Child Poverty update: UK report ‘shows that Britain is on the brink of becoming a permanently divided nation’

Published 20/10/2014   |   Last Updated 27/05/2021   |   Reading Time minutes

Article written by Sian Thomas, National Assembly for Wales Research Service

The UK Social Mobility and Child Poverty Commission’s (SMCP) second annual State of the Nation Report, published today, states that ‘Britain is on the brink of becoming a permanently divided nation’. The UK Government has responsibility for some of the key policy levers relating to child poverty: such as welfare and social security, fiscal and macro-economic policy. Other policy areas which impact on child poverty such as education, health and economic development are devolved to the Welsh Government.
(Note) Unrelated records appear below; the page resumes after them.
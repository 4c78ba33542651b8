use std::fmt;

use chrono::{DateTime, Utc};
use serde::{Deserialize, Serialize};
use serde_json::{Map, Value};

use crate::domain::action::ActionStatus;
use crate::domain::tenant::TenantId;

pub const MAX_IDEMPOTENCY_KEY_LEN: usize = 255;

#[derive(Clone, Debug, PartialEq, Eq, Hash, PartialOrd, Ord, Serialize, Deserialize)]
pub struct IdempotencyKey(pub String);

impl IdempotencyKey {
    /// Returns `None` for blank, oversized, or non-printable keys.
    pub fn parse(raw: &str) -> Option<Self> {
        let trimmed = raw.trim();
        let valid = !trimmed.is_empty()
            && trimmed.len() <= MAX_IDEMPOTENCY_KEY_LEN
            && trimmed.chars().all(|ch| ch.is_ascii_graphic());
        valid.then(|| Self(trimmed.to_string()))
    }
}

impl fmt::Display for IdempotencyKey {
    fn fmt(&self, f: &mut fmt::Formatter<'_>) -> fmt::Result {
        f.write_str(&self.0)
    }
}

#[derive(Clone, Debug, PartialEq, Eq, Hash, Serialize, Deserialize)]
pub struct IdempotencyRecordId(pub String);

/// Response cached against an idempotency key once the action is terminal.
#[derive(Clone, Debug, PartialEq, Serialize, Deserialize)]
pub struct CachedResponse {
    pub status_code: u16,
    pub body: Value,
}

impl CachedResponse {
    /// Terminal status the response was produced for.
    ///
    /// Bodies written by the dispatcher carry a `status` field; anything else
    /// falls back to the status code class.
    pub fn terminal_status(&self) -> ActionStatus {
        let declared =
            self.body.get("status").and_then(Value::as_str).and_then(ActionStatus::parse);
        match declared {
            Some(status) if status.is_terminal() => status,
            _ if (200..300).contains(&self.status_code) => ActionStatus::Success,
            _ if self.status_code == 504 => ActionStatus::Timeout,
            _ => ActionStatus::Failure,
        }
    }
}

#[derive(Clone, Debug, PartialEq, Serialize, Deserialize)]
pub struct IdempotencyRecord {
    pub id: IdempotencyRecordId,
    pub tenant_id: TenantId,
    pub idempotency_key: IdempotencyKey,
    pub request_method: String,
    pub request_path: String,
    pub request_body_hash: String,
    pub response: Option<CachedResponse>,
    pub created_at: DateTime<Utc>,
    pub updated_at: DateTime<Utc>,
    pub expires_at: DateTime<Utc>,
}

impl IdempotencyRecord {
    pub fn is_expired(&self, now: DateTime<Utc>) -> bool {
        self.expires_at <= now
    }

    pub fn is_finalized(&self) -> bool {
        self.response.is_some()
    }

    pub fn matches_request(&self, method: &str, path: &str, body_hash: &str) -> bool {
        self.request_body_hash == body_hash
            && self.request_method.eq_ignore_ascii_case(method)
            && self.request_path == path
    }
}

/// Rebuilds `value` with every object's keys in sorted order.
pub fn canonicalize(value: &Value) -> Value {
    match value {
        Value::Object(map) => {
            let mut entries: Vec<(&String, &Value)> = map.iter().collect();
            entries.sort_by(|left, right| left.0.cmp(right.0));
            let mut sorted = Map::with_capacity(entries.len());
            for (key, nested) in entries {
                sorted.insert(key.clone(), canonicalize(nested));
            }
            Value::Object(sorted)
        }
        Value::Array(items) => Value::Array(items.iter().map(canonicalize).collect()),
        other => other.clone(),
    }
}

/// SHA-256 hex digest of the compact canonical JSON encoding of `body`.
pub fn hash_request_body(body: &Value) -> String {
    use sha2::{Digest, Sha256};
    let canonical = canonicalize(body).to_string();
    let mut hasher = Sha256::new();
    hasher.update(canonical.as_bytes());
    format!("{:x}", hasher.finalize())
}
In July 2014 we reported how Wales has the highest child poverty rate of all the UK nations and that the SMCP had previously said that at a UK level ‘across the political spectrum, party leaders now need to come clean about what they plan to do to meet the legal obligation to end child poverty by 2020’. Child poverty has had a high profile on the political agenda since 1999, when the then Prime Minister Tony Blair made a commitment to halve child poverty by 2010, and eliminate child poverty by 2020. That target was later enshrined in law in the Child Poverty Act 2010. The Social Mobility and Child Poverty Commission is an advisory non-departmental public body, established under the Child Poverty Act 2010. Its remit is to monitor the progress of the Government and others on child poverty and social mobility. The SMCP's report has been laid before the UK Parliament and you can read more about its detailed findings here.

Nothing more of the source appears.